Deployment failure analyzer

Every failed deployment is a blocker for DevOps teams. You can use the Octopus AI Assistant to analyze failed deployments, reducing the time you spend troubleshooting by providing immediate, context-aware analysis and remediation steps based on your specific deployment scenario. When a deployment fails, the analyzer gathers context about the deployment including logs, process configuration, and script content, and provides actionable suggestions to get your team unblocked faster.

How the deployment failure analyzer works

The Deployment Failure Analyzer captures detailed information about deployments, including:

  • Deployment logs and error messages
  • Deployment process configuration
  • Script content from deployment steps
  • Build information and artifacts
  • Environment and target details

This context is analyzed by the Octopus AI Assistant to identify the root cause of the failure and provide specific suggestions for resolution.

Using the deployment failure analyzer

When a deployment fails, you can launch the Octopus AI Assistant from the deployment page. The analyzer will present a suggested prompt for analyzing the failed deployment:

Help me understand why the deployment failed. If the deployment didn't fail, say so. Provide suggestions for resolving the issue.

The Octopus AI Assistant will analyze the deployment context and provide:

  1. Reason for failure - The specific step and error that caused the deployment to fail
  2. What happened - A detailed breakdown of the deployment process and where it went wrong
  3. Suggestions for resolving the issue - Actionable remediation steps with specific commands and configuration changes
  4. Next steps - Recommended actions to investigate further and prevent future failures

Example analysis

Below is a basic example of how the Deployment Failure Analyzer works in practice. The analyzer identified that an Azure Resource Group could not be found during deployment and provided troubleshooting guidance, including verifying the resource group exists, checking Azure account permissions, looking for typos in the configuration, and enabling step retries for intermittent issues.

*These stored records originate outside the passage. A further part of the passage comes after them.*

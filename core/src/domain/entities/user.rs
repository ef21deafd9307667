//! User entity representing an authenticated principal of the Folio backend.

use serde::{Deserialize, Serialize};
use uuid::Uuid;

/// Role assigned to a user, carried as the token's role claim
#[derive(Debug, Clone, Copy, PartialEq, Eq, Serialize, Deserialize)]
pub enum UserRole {
    /// Full access to protected management routes
    #[serde(rename = "ADMIN")]
    Admin,
    /// Authenticated but without management permissions
    #[serde(rename = "VIEWER")]
    Viewer,
}

impl UserRole {
    /// Returns the wire representation used in token claims
    pub fn as_str(&self) -> &'static str {
        match self {
            UserRole::Admin => "ADMIN",
            UserRole::Viewer => "VIEWER",
        }
    }

    /// Parses a role claim string back into a role
    ///
    /// Returns `None` for unknown role strings; a token carrying an
    /// unrecognized role never satisfies a role requirement.
    pub fn parse(value: &str) -> Option<Self> {
        match value {
            "ADMIN" => Some(UserRole::Admin),
            "VIEWER" => Some(UserRole::Viewer),
            _ => None,
        }
    }
}

impl std::fmt::Display for UserRole {
    fn fmt(&self, f: &mut std::fmt::Formatter<'_>) -> std::fmt::Result {
        f.write_str(self.as_str())
    }
}

/// User entity looked up at login time
///
/// Users are provisioned outside this core and are read-only to it. The
/// credential is stored as a bcrypt hash; the plaintext never lives in the
/// entity.
#[derive(Debug, Clone, PartialEq, Eq, Serialize, Deserialize)]
pub struct User {
    /// Unique identifier for the user
    pub id: Uuid,

    /// Unique login name, identifies at most one user
    pub username: String,

    /// bcrypt hash of the user's password
    #[serde(skip_serializing)]
    pub password_hash: String,

    /// Role assigned to the user
    pub role: UserRole,
}

impl User {
    /// Creates a new User with a freshly assigned id
    pub fn new(username: impl Into<String>, password_hash: impl Into<String>, role: UserRole) -> Self {
        Self {
            id: Uuid::new_v4(),
            username: username.into(),
            password_hash: password_hash.into(),
            role,
        }
    }
}

#[cfg(test)]
mod tests {
    use super::*;

    #[test]
    fn role_round_trips_through_wire_form() {
        assert_eq!(UserRole::parse(UserRole::Admin.as_str()), Some(UserRole::Admin));
        assert_eq!(UserRole::parse(UserRole::Viewer.as_str()), Some(UserRole::Viewer));
    }

    #[test]
    fn unknown_role_string_is_rejected() {
        assert_eq!(UserRole::parse("SUPERUSER"), None);
        assert_eq!(UserRole::parse("admin"), None);
    }

    #[test]
    fn new_user_gets_unique_id() {
        let a = User::new("alice", "$2b$04$hash", UserRole::Admin);
        let b = User::new("alice", "$2b$04$hash", UserRole::Admin);
        assert_ne!(a.id, b.id);
    }
}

Deployment failure analysis example

Adding business logic using custom prompts

For organizations with specific internal processes and troubleshooting procedures, you can enhance the Deployment Failure Analyzer with custom business logic using custom prompts. Custom prompts are defined as variables in Library Variable Sets within Octopus Deploy, allowing you to embed organization-specific guidance and next steps directly into the failure analysis responses.

Custom prompts work by combining a user-facing prompt (PageName[#].Prompt) with an optional system prompt (PageName[#].SystemPrompt) that contains your business logic. The .Prompt variable defines what users see and interact with, while the .SystemPrompt variable provides behind-the-scenes instructions that guide the AI’s analysis without being visible to users.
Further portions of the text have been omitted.